(Stored data)
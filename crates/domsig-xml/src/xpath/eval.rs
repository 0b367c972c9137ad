#![forbid(unsafe_code)]

//! XPath 1.0 evaluation over a roxmltree document.

use super::lexer::NameToken;
use super::parser::{Axis, BinaryOp, Expr, NodeTest, Path, Step};
use crate::document::{attribute_prefix, element_qname, text_content};
use crate::IdRegistry;
use domsig_core::{ns, Error};
use roxmltree::{Document, Node};
use std::collections::{HashMap, HashSet};

/// A node of the XPath data model.
///
/// Tree nodes map directly onto roxmltree nodes. Attribute nodes are
/// addressed by their owner and index; namespace nodes by their owner and
/// the in-scope binding they represent.
#[derive(Debug, Clone, Copy)]
pub enum XNode<'a, 'i> {
    Node(Node<'a, 'i>),
    Attr(Node<'a, 'i>, usize),
    Namespace {
        owner: Node<'a, 'i>,
        prefix: Option<&'a str>,
        uri: &'a str,
    },
}

impl<'a, 'i> XNode<'a, 'i> {
    /// The tree node, if this is not an attribute or namespace node.
    pub fn tree_node(&self) -> Option<Node<'a, 'i>> {
        match self {
            XNode::Node(n) => Some(*n),
            _ => None,
        }
    }

    fn owner(&self) -> Node<'a, 'i> {
        match self {
            XNode::Node(n) => *n,
            XNode::Attr(n, _) => *n,
            XNode::Namespace { owner, .. } => *owner,
        }
    }

    fn attribute(&self) -> Option<roxmltree::Attribute<'a, 'i>> {
        match self {
            XNode::Attr(n, idx) => n.attributes().nth(*idx),
            _ => None,
        }
    }

    /// Document-order key: owner first, then its namespace nodes, then attributes.
    fn sort_key(&self) -> (usize, u8, usize) {
        match self {
            XNode::Node(n) => (n.id().get_usize(), 0, 0),
            XNode::Namespace { owner, prefix, .. } => {
                let idx = owner
                    .namespaces()
                    .position(|ns| ns.name() == *prefix)
                    .unwrap_or(0);
                (owner.id().get_usize(), 1, idx)
            }
            XNode::Attr(n, idx) => (n.id().get_usize(), 2, *idx),
        }
    }

    /// The XPath string-value of the node.
    pub fn string_value(&self) -> String {
        match self {
            XNode::Node(n) if n.is_pi() => n
                .pi()
                .and_then(|pi| pi.value)
                .unwrap_or("")
                .to_owned(),
            XNode::Node(n) => text_content(*n),
            XNode::Attr(..) => self
                .attribute()
                .map(|a| a.value().to_owned())
                .unwrap_or_default(),
            XNode::Namespace { uri, .. } => (*uri).to_owned(),
        }
    }

    fn local_name(&self) -> String {
        match self {
            XNode::Node(n) if n.is_element() => n.tag_name().name().to_owned(),
            XNode::Node(n) if n.is_pi() => n.pi().map(|pi| pi.target.to_owned()).unwrap_or_default(),
            XNode::Node(_) => String::new(),
            XNode::Attr(..) => self
                .attribute()
                .map(|a| a.name().to_owned())
                .unwrap_or_default(),
            XNode::Namespace { prefix, .. } => prefix.unwrap_or("").to_owned(),
        }
    }

    fn namespace_uri(&self) -> String {
        match self {
            XNode::Node(n) if n.is_element() => n.tag_name().namespace().unwrap_or("").to_owned(),
            XNode::Attr(..) => self
                .attribute()
                .and_then(|a| a.namespace().map(str::to_owned))
                .unwrap_or_default(),
            _ => String::new(),
        }
    }

    fn qualified_name(&self) -> String {
        match self {
            XNode::Node(n) if n.is_element() => element_qname(*n),
            XNode::Attr(owner, _) => match self.attribute() {
                Some(attr) => match attribute_prefix(owner.document(), &attr) {
                    Some(prefix) => format!("{prefix}:{}", attr.name()),
                    None => attr.name().to_owned(),
                },
                None => String::new(),
            },
            _ => self.local_name(),
        }
    }
}

impl PartialEq for XNode<'_, '_> {
    fn eq(&self, other: &Self) -> bool {
        self.sort_key() == other.sort_key()
    }
}

/// The result of evaluating an expression.
#[derive(Debug, Clone)]
pub enum Value<'a, 'i> {
    /// Always in document order without duplicates.
    NodeSet(Vec<XNode<'a, 'i>>),
    Bool(bool),
    Number(f64),
    Str(String),
}

impl Value<'_, '_> {
    pub fn to_bool(&self) -> bool {
        match self {
            Value::NodeSet(nodes) => !nodes.is_empty(),
            Value::Bool(b) => *b,
            Value::Number(n) => *n != 0.0 && !n.is_nan(),
            Value::Str(s) => !s.is_empty(),
        }
    }

    pub fn to_number(&self) -> f64 {
        match self {
            Value::Number(n) => *n,
            Value::Bool(b) => f64::from(u8::from(*b)),
            other => string_to_number(&other.to_xpath_string()),
        }
    }

    pub fn to_xpath_string(&self) -> String {
        match self {
            Value::NodeSet(nodes) => nodes.first().map(XNode::string_value).unwrap_or_default(),
            Value::Bool(b) => b.to_string(),
            Value::Number(n) => number_to_string(*n),
            Value::Str(s) => s.clone(),
        }
    }
}

/// Static context for evaluating expressions against one document.
pub struct EvalContext<'a, 'i> {
    pub doc: &'a Document<'i>,
    /// Prefix bindings for name tests in the expression.
    pub namespaces: HashMap<String, String>,
    /// The node returned by `here()`.
    pub here: Option<Node<'a, 'i>>,
    /// ID lookup for the `id()` function.
    pub ids: Option<&'a IdRegistry>,
}

impl<'a, 'i> EvalContext<'a, 'i> {
    pub fn new(doc: &'a Document<'i>) -> Self {
        Self {
            doc,
            namespaces: HashMap::new(),
            here: None,
            ids: None,
        }
    }

    pub fn with_namespace(mut self, prefix: &str, uri: &str) -> Self {
        self.namespaces.insert(prefix.to_owned(), uri.to_owned());
        self
    }

    pub fn with_here(mut self, here: Node<'a, 'i>) -> Self {
        self.here = Some(here);
        self
    }

    pub fn with_ids(mut self, ids: &'a IdRegistry) -> Self {
        self.ids = Some(ids);
        self
    }
}

#[derive(Clone, Copy)]
struct Focus<'a, 'i> {
    node: XNode<'a, 'i>,
    position: usize,
    size: usize,
}

/// Evaluate `expr` with `node` as the context node (position 1 of 1).
pub fn evaluate<'a, 'i>(
    ctx: &EvalContext<'a, 'i>,
    expr: &Expr,
    node: XNode<'a, 'i>,
) -> Result<Value<'a, 'i>, Error> {
    eval(
        ctx,
        expr,
        &Focus {
            node,
            position: 1,
            size: 1,
        },
    )
}

fn eval<'a, 'i>(
    ctx: &EvalContext<'a, 'i>,
    expr: &Expr,
    focus: &Focus<'a, 'i>,
) -> Result<Value<'a, 'i>, Error> {
    match expr {
        Expr::Or(l, r) => {
            if eval(ctx, l, focus)?.to_bool() {
                return Ok(Value::Bool(true));
            }
            Ok(Value::Bool(eval(ctx, r, focus)?.to_bool()))
        }
        Expr::And(l, r) => {
            if !eval(ctx, l, focus)?.to_bool() {
                return Ok(Value::Bool(false));
            }
            Ok(Value::Bool(eval(ctx, r, focus)?.to_bool()))
        }
        Expr::Binary(op, l, r) => {
            let left = eval(ctx, l, focus)?;
            let right = eval(ctx, r, focus)?;
            Ok(match op {
                BinaryOp::Add => Value::Number(left.to_number() + right.to_number()),
                BinaryOp::Sub => Value::Number(left.to_number() - right.to_number()),
                BinaryOp::Mul => Value::Number(left.to_number() * right.to_number()),
                BinaryOp::Div => Value::Number(left.to_number() / right.to_number()),
                BinaryOp::Mod => Value::Number(left.to_number() % right.to_number()),
                cmp => Value::Bool(compare(*cmp, &left, &right)),
            })
        }
        Expr::Neg(inner) => Ok(Value::Number(-eval(ctx, inner, focus)?.to_number())),
        Expr::Union(l, r) => {
            let (Value::NodeSet(mut left), Value::NodeSet(right)) =
                (eval(ctx, l, focus)?, eval(ctx, r, focus)?)
            else {
                return Err(Error::XPath("union operands must be node-sets".into()));
            };
            left.extend(right);
            Ok(Value::NodeSet(sort_dedup(left)))
        }
        Expr::Literal(s) => Ok(Value::Str(s.clone())),
        Expr::Number(n) => Ok(Value::Number(*n)),
        Expr::Variable(name) => Err(Error::XPath(format!("unbound variable ${name}"))),
        Expr::Function(name, args) => call_function(ctx, name, args, focus),
        Expr::Path(path) => eval_path(ctx, path, focus).map(Value::NodeSet),
        Expr::Filter {
            primary,
            predicates,
            steps,
        } => {
            let Value::NodeSet(nodes) = eval(ctx, primary, focus)? else {
                return Err(Error::XPath("predicate applied to a non-node-set".into()));
            };
            let nodes = apply_predicates(ctx, predicates, nodes, false)?;
            apply_steps(ctx, steps, nodes).map(Value::NodeSet)
        }
    }
}

// ── Location paths ───────────────────────────────────────────────────

fn eval_path<'a, 'i>(
    ctx: &EvalContext<'a, 'i>,
    path: &Path,
    focus: &Focus<'a, 'i>,
) -> Result<Vec<XNode<'a, 'i>>, Error> {
    let start = if path.absolute {
        vec![XNode::Node(ctx.doc.root())]
    } else {
        vec![focus.node]
    };
    apply_steps(ctx, &path.steps, start)
}

fn apply_steps<'a, 'i>(
    ctx: &EvalContext<'a, 'i>,
    steps: &[Step],
    mut current: Vec<XNode<'a, 'i>>,
) -> Result<Vec<XNode<'a, 'i>>, Error> {
    for step in steps {
        let mut next = Vec::new();
        for node in &current {
            let mut candidates = Vec::new();
            for candidate in axis_nodes(ctx.doc, step.axis, *node) {
                if matches_test(ctx, &step.test, step.axis, &candidate)? {
                    candidates.push(candidate);
                }
            }
            next.extend(apply_predicates(
                ctx,
                &step.predicates,
                candidates,
                step.axis.is_reverse(),
            )?);
        }
        current = sort_dedup(next);
    }
    Ok(current)
}
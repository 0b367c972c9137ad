#![forbid(unsafe_code)]

//! Inclusive Canonical XML 1.0 and 1.1.
//!
//! Namespace declarations are rendered whenever the binding differs from the
//! one in effect at the nearest rendered ancestor. When an element is
//! rendered but its parent is not, the `xml:*` attributes of the omitted
//! ancestors are pulled onto it. Version 1.1 leaves `xml:id` alone and
//! resolves `xml:base` values against each other instead of copying the
//! nearest one.

use crate::render::{self, Attr, NsDecl, Scope};
use domsig_core::{ns, Error};
use domsig_xml::document::element_qname;
use roxmltree::{Node, NodeType};
use std::collections::BTreeMap;
use std::io::Write;

pub(crate) fn canonicalize<W: Write>(
    start: Node<'_, '_>,
    scope: Scope<'_>,
    with_comments: bool,
    version11: bool,
    out: &mut W,
) -> Result<(), Error> {
    let ctx = C14nContext {
        scope,
        with_comments,
        version11,
    };
    ctx.process_node(start, &BTreeMap::new(), out)
}

struct C14nContext<'s> {
    scope: Scope<'s>,
    with_comments: bool,
    version11: bool,
}

impl C14nContext<'_> {
    fn process_node<W: Write>(
        &self,
        node: Node<'_, '_>,
        rendered: &BTreeMap<String, String>,
        out: &mut W,
    ) -> Result<(), Error> {
        match node.node_type() {
            NodeType::Root => {
                for child in node.children() {
                    self.process_node(child, rendered, out)?;
                }
                Ok(())
            }
            NodeType::Element => self.process_element(node, rendered, out),
            _ => render::write_leaf(out, node, self.scope, self.with_comments),
        }
    }

    fn process_element<W: Write>(
        &self,
        node: Node<'_, '_>,
        rendered: &BTreeMap<String, String>,
        out: &mut W,
    ) -> Result<(), Error> {
        if !self.scope.is_visible(node) {
            for child in node.children() {
                self.process_node(child, rendered, out)?;
            }
            return Ok(());
        }

        let inscope = render::inscope_namespaces(node);
        let mut ns_decls: Vec<NsDecl> = inscope
            .iter()
            .filter(|(prefix, uri)| rendered.get(*prefix) != Some(*uri))
            .map(|(prefix, uri)| NsDecl {
                prefix: prefix.clone(),
                uri: uri.clone(),
            })
            .collect();
        if !inscope.contains_key("") && rendered.get("").is_some_and(|uri| !uri.is_empty()) {
            ns_decls.push(NsDecl {
                prefix: String::new(),
                uri: String::new(),
            });
        }
        ns_decls.sort();

        let mut attrs = render::element_attrs(node);
        let parent_omitted = node
            .parent()
            .map_or(true, |p| !p.is_element() || !self.scope.is_visible(p));
        if parent_omitted {
            self.inherit_xml_attrs(node, &mut attrs);
        }
        attrs.sort();

        let qname = element_qname(node);
        render::write_start_tag(out, &qname, &ns_decls, &attrs)?;
        for child in node.children() {
            self.process_node(child, &inscope, out)?;
        }
        render::write_end_tag(out, node)
    }

    /// Pull `xml:*` attributes of omitted ancestors onto `node`.
    fn inherit_xml_attrs(&self, node: Node<'_, '_>, attrs: &mut Vec<Attr>) {
        let omitted: Vec<Node<'_, '_>> = node
            .ancestors()
            .skip(1)
            .take_while(|a| a.is_element() && !self.scope.is_visible(*a))
            .collect();
        if omitted.is_empty() {
            return;
        }

        let mut inherited: BTreeMap<&str, &str> = BTreeMap::new();
        for ancestor in &omitted {
            for attr in ancestor.attributes() {
                if attr.namespace() == Some(ns::XML) {
                    inherited.entry(attr.name()).or_insert(attr.value());
                }
            }
        }

        for (name, value) in inherited {
            if self.version11 && (name == "id" || name == "base") {
                continue;
            }
            let present = attrs
                .iter()
                .any(|a| a.ns_uri == ns::XML && a.local_name == name);
            if !present {
                attrs.push(Attr::xml(name, value));
            }
        }

        if self.version11 {
            fixup_xml_base(node, &omitted, attrs);
        }
    }
}

/// Replace the element's `xml:base` with the resolution of the omitted
/// ancestors' values (outermost first) and its own.
fn fixup_xml_base(node: Node<'_, '_>, omitted: &[Node<'_, '_>], attrs: &mut Vec<Attr>) {
    let ancestor_bases: Vec<&str> = omitted
        .iter()
        .rev()
        .filter_map(|a| a.attribute((ns::XML, "base")))
        .collect();
    if ancestor_bases.is_empty() {
        return;
    }
    let own = node.attribute((ns::XML, "base"));
    let resolved = ancestor_bases
        .into_iter()
        .chain(own)
        .fold(String::new(), |base, reference| resolve_uri(&base, reference));

    attrs.retain(|a| !(a.ns_uri == ns::XML && a.local_name == "base"));
    if !resolved.is_empty() {
        attrs.push(Attr::xml("base", &resolved));
    }
}

fn has_scheme(uri: &str) -> bool {
    match uri.find(':') {
        Some(i) if i > 0 => {
            let scheme = &uri[..i];
            scheme.starts_with(|c: char| c.is_ascii_alphabetic())
                && scheme
                    .chars()
                    .all(|c| c.is_ascii_alphanumeric() || matches!(c, '+' | '-' | '.'))
        }
        _ => false,
    }
}

/// Split a base URI into its `scheme://authority` prefix and its path.
fn split_base(base: &str) -> (&str, &str) {
    let base = base.split(['?', '#']).next().unwrap_or(base);
    if !has_scheme(base) {
        return ("", base);
    }
    let colon = base.find(':').unwrap_or(0);
    let rest = &base[colon + 1..];
    if let Some(after) = rest.strip_prefix("//") {
        let auth_len = after.find('/').unwrap_or(after.len());
        let split = colon + 3 + auth_len;
        (&base[..split], &base[split..])
    } else {
        (&base[..=colon], rest)
    }
}

/// Resolve `reference` against `base` following RFC 3986 section 5.2.
///
/// Leading `..` segments of a relative result are preserved.
pub(crate) fn resolve_uri(base: &str, reference: &str) -> String {
    if base.is_empty() || has_scheme(reference) {
        return reference.to_owned();
    }
    if reference.is_empty() {
        return base.to_owned();
    }
    let (prefix, path) = split_base(base);
    if let Some(network) = reference.strip_prefix("//") {
        let scheme = prefix.split(':').next().unwrap_or("");
        return format!("{scheme}://{network}");
    }
    if reference.starts_with('/') {
        return format!("{prefix}{}", remove_dot_segments(reference));
    }
    if reference.starts_with('?') || reference.starts_with('#') {
        return format!("{prefix}{path}{reference}");
    }
    let dir = &path[..path.rfind('/').map_or(0, |i| i + 1)];
    let dir = if dir.is_empty() && !prefix.is_empty() && !prefix.ends_with(':') {
        "/"
    } else {
        dir
    };
    format!("{prefix}{}", remove_dot_segments(&format!("{dir}{reference}")))
}

fn remove_dot_segments(path: &str) -> String {
    let (path, suffix) = match path.find(['?', '#']) {
        Some(i) => (&path[..i], &path[i..]),
        None => (path, ""),
    };
    let absolute = path.starts_with('/');
    let mut stack: Vec<&str> = Vec::new();
    let segments: Vec<&str> = path.split('/').collect();
    let last = segments.len().saturating_sub(1);
    let mut trailing_slash = false;
    for (i, segment) in segments.iter().enumerate() {
        match *segment {
            "." => trailing_slash = i == last,
            ".." => {
                trailing_slash = i == last;
                match stack.last() {
                    Some(top) if *top != ".." && !top.is_empty() => {
                        stack.pop();
                    }
                    _ if !absolute => stack.push(".."),
                    _ => {}
                }
            }
            "" if i != last => {}
            s => {
                trailing_slash = false;
                stack.push(s);
            }
        }
    }
    let mut out = String::new();
    if absolute {
        out.push('/');
    }
    out.push_str(&stack.join("/"));
    if trailing_slash && !out.is_empty() && !out.ends_with('/') {
        out.push('/');
    }
    out.push_str(suffix);
    out
}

- [Your goal]: Gather all lines of the records that include the word "order".

- [Answer space]:
    /// Document-order key: owner first, then its namespace nodes, then attributes.
    /// Always in document order without duplicates.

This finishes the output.